- **WHAT TO WORK ON**
Up to and including the line that contains "them once per", reproduce every line exactly, beginning with the first line below.
──────── SUPPLIED MATERIAL ────────
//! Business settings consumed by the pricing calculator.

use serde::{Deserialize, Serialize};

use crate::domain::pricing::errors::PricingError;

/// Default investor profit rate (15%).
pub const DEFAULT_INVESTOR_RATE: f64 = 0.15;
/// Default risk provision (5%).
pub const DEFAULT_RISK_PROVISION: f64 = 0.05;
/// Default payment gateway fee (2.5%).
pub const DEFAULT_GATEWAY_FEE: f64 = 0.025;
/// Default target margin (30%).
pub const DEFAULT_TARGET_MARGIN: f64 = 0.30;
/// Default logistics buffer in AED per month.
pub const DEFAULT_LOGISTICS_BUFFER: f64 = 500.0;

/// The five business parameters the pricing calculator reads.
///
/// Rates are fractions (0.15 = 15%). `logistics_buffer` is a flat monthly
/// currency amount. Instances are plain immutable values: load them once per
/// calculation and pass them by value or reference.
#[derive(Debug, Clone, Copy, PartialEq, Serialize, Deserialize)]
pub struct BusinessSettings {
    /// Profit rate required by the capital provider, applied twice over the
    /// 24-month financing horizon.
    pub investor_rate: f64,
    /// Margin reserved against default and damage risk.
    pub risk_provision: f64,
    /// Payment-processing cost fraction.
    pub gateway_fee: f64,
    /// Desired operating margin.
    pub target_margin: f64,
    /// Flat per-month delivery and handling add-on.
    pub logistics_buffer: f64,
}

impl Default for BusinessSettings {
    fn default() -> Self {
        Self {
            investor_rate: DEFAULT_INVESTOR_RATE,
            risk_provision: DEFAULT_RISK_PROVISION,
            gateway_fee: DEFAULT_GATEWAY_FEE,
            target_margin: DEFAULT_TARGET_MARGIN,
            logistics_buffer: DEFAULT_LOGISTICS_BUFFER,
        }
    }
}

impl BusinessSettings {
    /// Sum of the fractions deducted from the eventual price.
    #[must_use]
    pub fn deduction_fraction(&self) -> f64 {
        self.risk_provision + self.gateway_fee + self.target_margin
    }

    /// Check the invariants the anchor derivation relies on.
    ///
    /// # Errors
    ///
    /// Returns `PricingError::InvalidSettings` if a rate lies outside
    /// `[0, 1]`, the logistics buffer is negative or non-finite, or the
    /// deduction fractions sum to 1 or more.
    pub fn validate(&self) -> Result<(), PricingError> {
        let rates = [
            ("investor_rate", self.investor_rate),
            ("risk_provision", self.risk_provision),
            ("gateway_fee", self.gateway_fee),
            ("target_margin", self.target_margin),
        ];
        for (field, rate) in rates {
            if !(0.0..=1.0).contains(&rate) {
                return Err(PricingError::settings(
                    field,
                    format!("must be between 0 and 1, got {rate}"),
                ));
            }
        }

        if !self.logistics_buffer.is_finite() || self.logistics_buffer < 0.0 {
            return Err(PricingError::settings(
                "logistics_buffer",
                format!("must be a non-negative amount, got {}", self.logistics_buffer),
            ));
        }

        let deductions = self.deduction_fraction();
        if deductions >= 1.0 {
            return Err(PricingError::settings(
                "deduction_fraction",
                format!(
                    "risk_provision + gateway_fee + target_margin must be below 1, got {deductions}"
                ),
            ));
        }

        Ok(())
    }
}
────────
- **TASK ANSWER**
//! Business settings consumed by the pricing calculator.

use serde::{Deserialize, Serialize};

use crate::domain::pricing::errors::PricingError;

/// Default investor profit rate (15%).
pub const DEFAULT_INVESTOR_RATE: f64 = 0.15;
/// Default risk provision (5%).
pub const DEFAULT_RISK_PROVISION: f64 = 0.05;
/// Default payment gateway fee (2.5%).
pub const DEFAULT_GATEWAY_FEE: f64 = 0.025;
/// Default target margin (30%).
pub const DEFAULT_TARGET_MARGIN: f64 = 0.30;
/// Default logistics buffer in AED per month.
pub const DEFAULT_LOGISTICS_BUFFER: f64 = 500.0;

/// The five business parameters the pricing calculator reads.
///
/// Rates are fractions (0.15 = 15%). `logistics_buffer` is a flat monthly
/// currency amount. Instances are plain immutable values: load them once per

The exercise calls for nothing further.